En las Oficinas de Denuncias de la Policía se advierte a los denunciantes que fingir ser víctima de una infracción penal es un delito.

La simulación de delito está castigada con penas de multa, pero la estafa a las aseguradoras está castigada con penas de seis meses a tres años de prisión, circunstancia que "raramente llega a pasar por la cabeza de los que cometen este tipo de hechos".

Descubrir a estos "impostores" es una "prioridad" para la Comisaría de Distrito Centro de la Policía, pues cada hora dedicada a investigar sus casos falsos es una hora que no se dedica a investigar robos violentos reales de los que son víctima los ciudadanos.

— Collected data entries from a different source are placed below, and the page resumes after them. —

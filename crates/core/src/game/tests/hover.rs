use crate::action::GameAction;
use crate::game::test_support::{add_creature, arena_state, creature};
use crate::game::{describe_cell, reduce};
use crate::geometry::Position;
use crate::state::GameState;
use crate::types::{Item, PotionKind, Species, Visibility};

fn hover(state: &GameState, position: Position) -> GameState {
    reduce(state, &GameAction::HoverCell { position })
}

#[test]
fn hover_then_hover_away_touches_only_the_interaction_text() {
    let state = arena_state(Position::new(2, 2));
    let hovered = hover(&state, Position::new(1, 1));
    assert_eq!(hovered.interaction_text, "Stone floor.");

    let away = reduce(&hovered, &GameAction::HoverAwayFromCell);
    assert_eq!(away.interaction_text, "");
    assert_eq!(GameState { interaction_text: state.interaction_text.clone(), ..away }, state);
}

#[test]
fn hover_names_what_is_visible() {
    let mut state = arena_state(Position::new(2, 2));
    add_creature(&mut state, creature(Species::Rat, 0, Position::new(3, 3), 3, 1));
    state
        .current_map
        .as_mut()
        .and_then(|map| map.cell_mut(Position::new(1, 4)))
        .expect("item cell")
        .item = Some(Item::Potion(PotionKind::Healing));

    assert_eq!(describe_cell(&state, Position::new(2, 2)), "You, Kerhebos (20/20 hp).");
    assert_eq!(describe_cell(&state, Position::new(3, 3)), "A rat (3/3 hp).");
    assert_eq!(describe_cell(&state, Position::new(1, 4)), "You see a healing potion here.");
    assert_eq!(describe_cell(&state, Position::new(5, 5)), "Stairs leading down.");
    assert_eq!(describe_cell(&state, Position::new(0, 0)), "A rough stone wall.");
}

#[test]
fn hover_respects_fog_of_war() {
    let mut state = arena_state(Position::new(2, 2));
    add_creature(&mut state, creature(Species::Goblin, 0, Position::new(4, 4), 5, 1));
    let map = state.current_map.as_mut().expect("arena has a map");
    map.cell_mut(Position::new(4, 4)).expect("in bounds").visibility = Visibility::Remembered;
    map.cell_mut(Position::new(1, 1)).expect("in bounds").visibility = Visibility::Unseen;

    assert_eq!(
        describe_cell(&state, Position::new(4, 4)),
        "Stone floor. You remember it from earlier."
    );
    assert_eq!(describe_cell(&state, Position::new(1, 1)), "You have not explored this place.");
}

#[test]
fn hover_outside_the_map_or_without_one_is_blank() {
    let state = arena_state(Position::new(2, 2));
    assert_eq!(hover(&state, Position::new(-1, 3)).interaction_text, "");
    assert_eq!(hover(&GameState::initial(), Position::new(0, 0)).interaction_text, "");
}
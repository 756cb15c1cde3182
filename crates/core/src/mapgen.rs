//! Procedural map generation domain split into coherent submodules.

pub mod model;
pub mod progression;

mod generator;
mod grid;
mod layout;
mod seed;
mod spawns;

use crate::config::GenerationConfig;

pub use generator::MapGenerator;
pub use model::{GeneratedLevel, GenerationError, MIN_MAP_SIDE};
pub use progression::{STARTING_DEPTH, config_for_depth, level_seed};
pub use seed::seed_value;
pub(crate) use seed::mix_seed_stream;

pub fn generate(
    seed: &str,
    width: usize,
    height: usize,
    config: &GenerationConfig,
) -> Result<GeneratedLevel, GenerationError> {
    MapGenerator::new(seed, width, height, config).generate()
}

/// Generates the level for `depth` of the run started from `run_seed`.
pub fn generate_level(
    run_seed: &str,
    depth: u32,
    width: usize,
    height: usize,
    base: &GenerationConfig,
) -> Result<GeneratedLevel, GenerationError> {
    let seed = level_seed(run_seed, depth);
    generate(&seed, width, height, &config_for_depth(base, depth))
}
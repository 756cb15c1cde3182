//! Level installation: new runs, stairs descent, and the setup actions they are built from.

use log::{debug, info, warn};

use crate::action::GameAction;
use crate::creatures::{self, Occupancy, RollStream};
use crate::geometry::Position;
use crate::mapgen::{self, GeneratedLevel, seed_value};
use crate::state::{GameState, Map};
use crate::types::{GameStatus, SoundCue};
use crate::visibility::apply_visibility;

use super::events::GameEvent;
use super::{Rejection, apply};

/// The explicit action sequence that installs `level` for a run seeded with `seed`.
pub fn level_setup_actions(seed: &str, level: &GeneratedLevel) -> Vec<GameAction> {
    vec![
        GameAction::SetSeed(seed.to_string()),
        GameAction::SetCurrentMap(level.map.clone()),
        GameAction::InitPlayerSpawn(level.spawn),
        GameAction::InitVisibility,
        GameAction::InitCreatures,
    ]
}

fn install_level(
    state: &mut GameState,
    seed: &str,
    level: &GeneratedLevel,
) -> Result<(), Rejection> {
    for action in level_setup_actions(seed, level) {
        apply(state, &action)?;
    }
    Ok(())
}

pub(super) fn set_seed(state: &mut GameState, seed: &str) {
    state.seed = seed.to_string();
    state.rolls = RollStream::new(seed_value(seed));
}

pub(super) fn set_current_map(state: &mut GameState, map: &Map) -> Result<(), Rejection> {
    if !map.is_well_formed() {
        return Err(Rejection::MalformedMap);
    }
    let installed = state.current_map.insert(map.clone());
    Occupancy::new(installed, &mut state.creatures).clear();
    Ok(())
}

pub(super) fn init_player_spawn(
    state: &mut GameState,
    position: Position,
) -> Result<(), Rejection> {
    if let Some(map) = &state.current_map {
        if !map.in_bounds(position) {
            return Err(Rejection::OutOfBounds(position));
        }
        if !map.is_passable(position) {
            return Err(Rejection::Blocked(position));
        }
        if map.creature_at(position).is_some() {
            return Err(Rejection::Occupied(position));
        }
    }
    state.player.position = position;
    Ok(())
}

pub(super) fn init_visibility(state: &mut GameState) -> Result<(), Rejection> {
    let origin = state.player.position;
    let radius = state.config.sight_radius;
    let map = state.current_map.as_mut().ok_or(Rejection::NoMap)?;
    apply_visibility(map, origin, radius);
    Ok(())
}

pub(super) fn init_creatures(state: &mut GameState) -> Result<(), Rejection> {
    let map = state.current_map.as_mut().ok_or(Rejection::NoMap)?;
    let spawned = creatures::init_creatures(map, &state.config.creatures);
    let mut occupancy = Occupancy::new(map, &mut state.creatures);
    occupancy.clear();
    for creature in spawned.into_values() {
        if creature.position == state.player.position {
            continue;
        }
        let id = creature.id.clone();
        if !occupancy.place(creature) {
            debug!("spawn marker for {id} could not be filled");
        }
    }
    Ok(())
}

pub(super) fn new_game(state: &mut GameState, seed: &str) -> Result<(), Rejection> {
    let config = state.config.clone();
    let level = match mapgen::generate_level(
        seed,
        mapgen::STARTING_DEPTH,
        config.map_width,
        config.map_height,
        &config.generation,
    ) {
        Ok(level) => level,
        Err(err) => {
            warn!("new game with seed {seed:?} failed: {err}");
            state.push_log(GameEvent::NoWayDown.to_string());
            return Ok(());
        }
    };

    let mut fresh = GameState::with_config(config);
    install_level(&mut fresh, seed, &level)?;
    fresh.depth = mapgen::STARTING_DEPTH;
    let welcome = GameEvent::Welcome { name: fresh.player.name.clone() };
    fresh.push_log(welcome.to_string());
    info!("new game: seed {seed:?}, {}x{}", level.map.width(), level.map.height());
    *state = fresh;
    Ok(())
}

/// Stairs were taken. Returns whether a new level was installed.
pub(super) fn descend(state: &mut GameState) -> Result<bool, Rejection> {
    state.sound_cues.push(SoundCue::StairsUsed);
    if state.depth >= state.config.max_depth {
        state.status = GameStatus::Won;
        state.push_log(GameEvent::Escaped.to_string());
        info!("run won at depth {} after {} turns", state.depth, state.turn);
        return Ok(false);
    }

    let next_depth = state.depth + 1;
    let seed = state.seed.clone();
    let config = &state.config;
    match mapgen::generate_level(
        &seed,
        next_depth,
        config.map_width,
        config.map_height,
        &config.generation,
    ) {
        Ok(level) => {
            let rolls = state.rolls.clone();
            install_level(state, &seed, &level)?;
            // The roll stream spans the whole run, not one level.
            state.rolls = rolls;
            state.depth = next_depth;
            state.push_log(GameEvent::Descended { depth: next_depth }.to_string());
            info!("descended to depth {next_depth}");
            Ok(true)
        }
        Err(err) => {
            warn!("could not generate depth {next_depth} for seed {seed:?}: {err}");
            state.push_log(GameEvent::NoWayDown.to_string());
            Ok(false)
        }
    }
}
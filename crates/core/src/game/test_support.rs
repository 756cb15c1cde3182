//! Shared test fixtures for the `game` submodule test suites.
//! This module exists to avoid repeating map and creature setup across many tests.
//! It does not own production gameplay logic.

use std::collections::BTreeMap;

use crate::action::GameAction;
use crate::config::{CombatConfig, GameConfig};
use crate::creatures::Occupancy;
use crate::geometry::Position;
use crate::state::{Creature, GameState, Map};
use crate::types::{CreatureId, Species};
use crate::visibility::apply_visibility;

use super::reduce;

pub(crate) const ARENA: [&str; 7] =
    ["#######", "#.....#", "#.....#", "#.....#", "#.....#", "#....>#", "#######"];

/// Guaranteed hits without crits keep combat arithmetic exact in tests.
pub(crate) fn exact_config() -> GameConfig {
    GameConfig { combat: CombatConfig::guaranteed_hit(), ..GameConfig::default() }
}

/// A playing state on `rows` with the player at `player` and sight already computed.
pub(crate) fn state_on(rows: &[&str], player: Position) -> GameState {
    let mut state = GameState::with_config(exact_config());
    state.seed = "fixture".to_string();
    let mut map = Map::from_rows(rows, "fixture");
    apply_visibility(&mut map, player, state.config.sight_radius);
    state.current_map = Some(map);
    state.player.position = player;
    state
}

pub(crate) fn arena_state(player: Position) -> GameState {
    state_on(&ARENA, player)
}

pub(crate) fn creature(
    species: Species,
    index: usize,
    position: Position,
    hp: i32,
    attack: i32,
) -> Creature {
    Creature {
        id: CreatureId::new(species, index),
        species,
        hp,
        max_hp: hp,
        attack,
        defense: 0,
        position,
        conditions: BTreeMap::new(),
    }
}

pub(crate) fn add_creature(state: &mut GameState, creature: Creature) -> CreatureId {
    let id = creature.id.clone();
    let map = state.current_map.as_mut().expect("fixture state has a map");
    assert!(Occupancy::new(map, &mut state.creatures).place(creature), "fixture cell is free");
    id
}

pub(crate) fn started(seed: &str, config: GameConfig) -> GameState {
    reduce(&GameState::with_config(config), &GameAction::NewGame { seed: seed.to_string() })
}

Desde hace varios años la Policía cuenta con especialistas cuya pericia y veteranía les permite descubrir "rápidamente" cuándo se encuentran ante un hecho ficticio.

Además, la Policía dispone de una aplicación informática que se implantó hace unos meses, denominada VeriPol, que detecta las denuncias falsas interpuestas en casos de robos con violencia e intimidación o tirones.

La herramienta identifica el delito basándose en el texto de la denuncia, por lo que no precisa de ninguna información por parte del afectado. Su precisión es del 90 %, según la Policía.